ESG Investor’s weekly round-up of news about funds designed to meet sustainable investing criteria, including Nordea AM, BlackRock, DWS, Sustainable Capital, CIBC AM and Russell Investments.
Nordea Asset Management (NAM) has launched a thematic strategy aimed at addressing both climate and social issues. The Global Climate and Social Impact strategy is a global equity product, classified as Article 9 under the EU’s Sustainable Finance Disclosure Regulation (SFDR). The strategy takes a bottom-up approach, building on NAM’s ESG research platform and collaborating with NAM’s dedicated Responsible Investments team to engage with investee corporates on social and environmental issues. It aims to allow investors to play a more active role in the transition to a greener economy. “The climate crisis is an issue demanding our attention, yet there is also a fundamental need to address the social issues facing society today. Companies that offer solutions to these problems represent a compelling proposition for investors. New consumers care not only about what the products are made of, but how they are made. That’s why we look for companies that marry purpose and profits,” said Thomas Sørensen, Co-Manager of Nordea’s Global Climate and Social Impact strategy.
BlackRock has launched its first Systematic Multi-Strategy ESG Screened UCITS fund in Europe, which aims to offer investors alternative sources of diversification for their fixed income portfolios. Falling under Article 8 of the SFDR, the fund follows BlackRock’s pledge that 70% of its fund launches and respositionings in Europe this year will qualify as Article 8 or 9. The fund’s ESG framework will screen out exposure to corporates involved in activities such as oil sands, tobacco, controversial weapons and civilian firearms. “The ongoing macro environment of low yields and rising inflation has forced investors to re-think the role of fixed income across portfolios as the return and diversification benefits have become more challenged,” Jeff Rosenberg, Senior Portfolio Manager of the fund. Separately, BlackRock announced that it has secured more than US$250 million in commitments from institutional investors, governments and philanthropists for the Climate Finance Partnership (CFP). The flagship blended finance vehicle will invest in climate infrastructure across emerging markets.

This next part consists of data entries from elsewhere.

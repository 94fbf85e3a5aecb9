//! Preflight checks run before anything is downloaded.
//!
//! Missing manifest URL and missing privilege are fatal. Everything else is
//! reported and the run continues.

use tracing::{info, warn};

use crate::config::RunConfig;
use crate::error::{BootstrapError, BootstrapResult};
use crate::process::{self, Cmd};

/// Result of a single non-fatal check.
#[derive(Debug, Clone, PartialEq, Eq)]
pub struct CheckResult {
    pub name: String,
    pub status: CheckStatus,
    pub details: Option<String>,
}

#[derive(Debug, Clone, Copy, PartialEq, Eq)]
pub enum CheckStatus {
    Pass,
    Warn,
}

impl CheckResult {
    pub fn pass_with(name: &str, details: &str) -> Self {
        Self {
            name: name.to_string(),
            status: CheckStatus::Pass,
            details: Some(details.to_string()),
        }
    }

    pub fn warn(name: &str, details: &str) -> Self {
        Self {
            name: name.to_string(),
            status: CheckStatus::Warn,
            details: Some(details.to_string()),
        }
    }

    fn log(&self) {
        let details = self.details.as_deref().unwrap_or("");
        match self.status {
            CheckStatus::Pass => info!(check = %self.name, "{}", details),
            CheckStatus::Warn => warn!(check = %self.name, "{}", details),
        }
    }
}

/// Effective uid as reported by `id -u`.
pub fn current_uid() -> Option<String> {
    let result = Cmd::new("id").arg("-u").allow_fail().run().ok()?;
    result
        .success()
        .then(|| result.stdout_trimmed().to_string())
}

/// Fatal unless running as root. Dry runs may run unprivileged.
pub fn check_privilege(uid: Option<&str>, dry_run: bool) -> BootstrapResult<()> {
    if dry_run || uid == Some("0") {
        return Ok(());
    }
    Err(BootstrapError::NotPrivileged {
        uid: uid.unwrap_or("unknown").to_string(),
    })
}

/// Fatal if there is no manifest URL to fetch from.
pub fn check_manifest_url(config: &RunConfig) -> BootstrapResult<&str> {
    match config.manifest_url.as_deref() {
        Some(url) if !url.trim().is_empty() => Ok(url),
        _ => Err(BootstrapError::MissingManifestUrl),
    }
}

/// Is the download transport installed?
pub fn check_transport(program: &str) -> CheckResult {
    match process::which(program) {
        Some(path) => CheckResult::pass_with("transport", &path.display().to_string()),
        None => CheckResult::warn(
            "transport",
            &format!("'{}' not found in PATH - downloads will fail", program),
        ),
    }
}

/// Run every check, failing on the first fatal one.
pub fn run(config: &RunConfig) -> BootstrapResult<Vec<CheckResult>> {
    check_manifest_url(config)?;
    check_privilege(current_uid().as_deref(), config.dry_run)?;

    let checks = vec![check_transport("curl")];
    for check in &checks {
        check.log();
    }
    Ok(checks)
}

#[cfg(test)]
mod tests {
    use super::*;

    #[test]
    fn test_manifest_url_required() {
        let config = RunConfig::default();
        assert!(matches!(
            check_manifest_url(&config),
            Err(BootstrapError::MissingManifestUrl)
        ));

        let config = RunConfig {
            manifest_url: Some("  ".into()),
            ..RunConfig::default()
        };
        assert!(check_manifest_url(&config).is_err());

        let config = RunConfig {
            manifest_url: Some("https://h/bootstrap.json".into()),
            ..RunConfig::default()
        };
        assert_eq!(check_manifest_url(&config).unwrap(), "https://h/bootstrap.json");
    }

    #[test]
    fn test_privilege() {
        assert!(check_privilege(Some("0"), false).is_ok());
        assert!(check_privilege(Some("501"), true).is_ok());
        match check_privilege(Some("501"), false) {
            Err(BootstrapError::NotPrivileged { uid }) => assert_eq!(uid, "501"),
            other => panic!("expected NotPrivileged, got {:?}", other),
        }
        assert!(check_privilege(None, false).is_err());
    }

    #[test]
    fn test_current_uid_is_numeric() {
        let uid = current_uid().unwrap();
        assert!(uid.chars().all(|c| c.is_ascii_digit()), "{}", uid);
    }

    #[test]
    fn test_transport_check() {
        assert_eq!(check_transport("sh").status, CheckStatus::Pass);
        assert_eq!(
            check_transport("nonexistent_transport_12345").status,
            CheckStatus::Warn
        );
    }
}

DWS has launched the ESG Focused Infrastructure Debt Fund (EIDF). It aims to fund the alternatives and private debt space, focusing on European sustainability themed infrastructure sectors. The fund will target sectors including renewable energy, clean mobility and social infrastructure, with 30% in junior debt with a positive ESG contribution. “EIDF was launched in response to clear investor demand for infrastructure, for debt, and for sustainable products. We believe insurance companies, pension funds and investors looking for a source of duration, diversification and return premium in a low-yielding, fixed income environment will be particularly interested in this fund,” said Sundeep Vyas, Head of Infrastructure Debt, Europe, at DWS.
UK-based green bond issuance platform Sustainable Capital has launched Orestes Sustainable Income. A new ethical asset management product listed on the Frankfurt Stock Exchange, Orestes aims to deliver a ‘greenium’ to investors by investing in corporates making a positive social and environmental impact. Corporates may include sustainable mining, food security or geothermal energy production. It will incorporate an ethical sustainability programme into its asset management processes, delivering returns to investors with a focus on both liquidity and inflation-linked performance. “With a strict top-down thematic investment approach, this is not trend investing. Orestes Sustainable Income identifies companies with measurable outcomes and impacts that therefore have a long-term possibility of generating sustainable income from high-impact, ethical assets. The capital markets have a shortage of companies that make a true, positive impact; through its knowledge and experience in the market Orestes will seek to identify these to provide sustainable equity growth and long-term income stability,” said Kevin Haines, Director of Sustainable Capital.
CIBC Asset Management has bolstered its ESG offering with the launch of CIBC Sustainable Investment Solutions. This will provide investors with access to actively managed strategies that seek to align with investing values. A portion of revenue will be donated to organisations supporting climate transition activities. The products will utilise both CIBC’s ESG analysis and portfolio construction methodology as well as Sustainalytics’ customised screening. “These new solutions are a natural progression of our focus on innovative offerings that reflect the values of the clients and communities we serve. Through the associated impact donations we are pleased to support organizations focused on climate change, furthering the positive impact our clients seek,” said David Scandiffio, CIBC’s President and CEO.
Russell Investments has launched its second private markets fund. The Private Markets Fund 2021 LLC aims to offer exposure to up to 20 “best-of-breed” attractive private market segments such as technology and innovation, mainly across the US and Europe. This follows the successful closing of the Russell Investments Private Markets Fund 2019 last year, which raised US$185 million. “We see extremely attractive opportunities in multiple private markets segments, particularly around technology and innovation. We believe this second Private Markets Fund offers a compelling solution for investors seeking full access to private market investments,” said Portfolio Manager Brett Deits.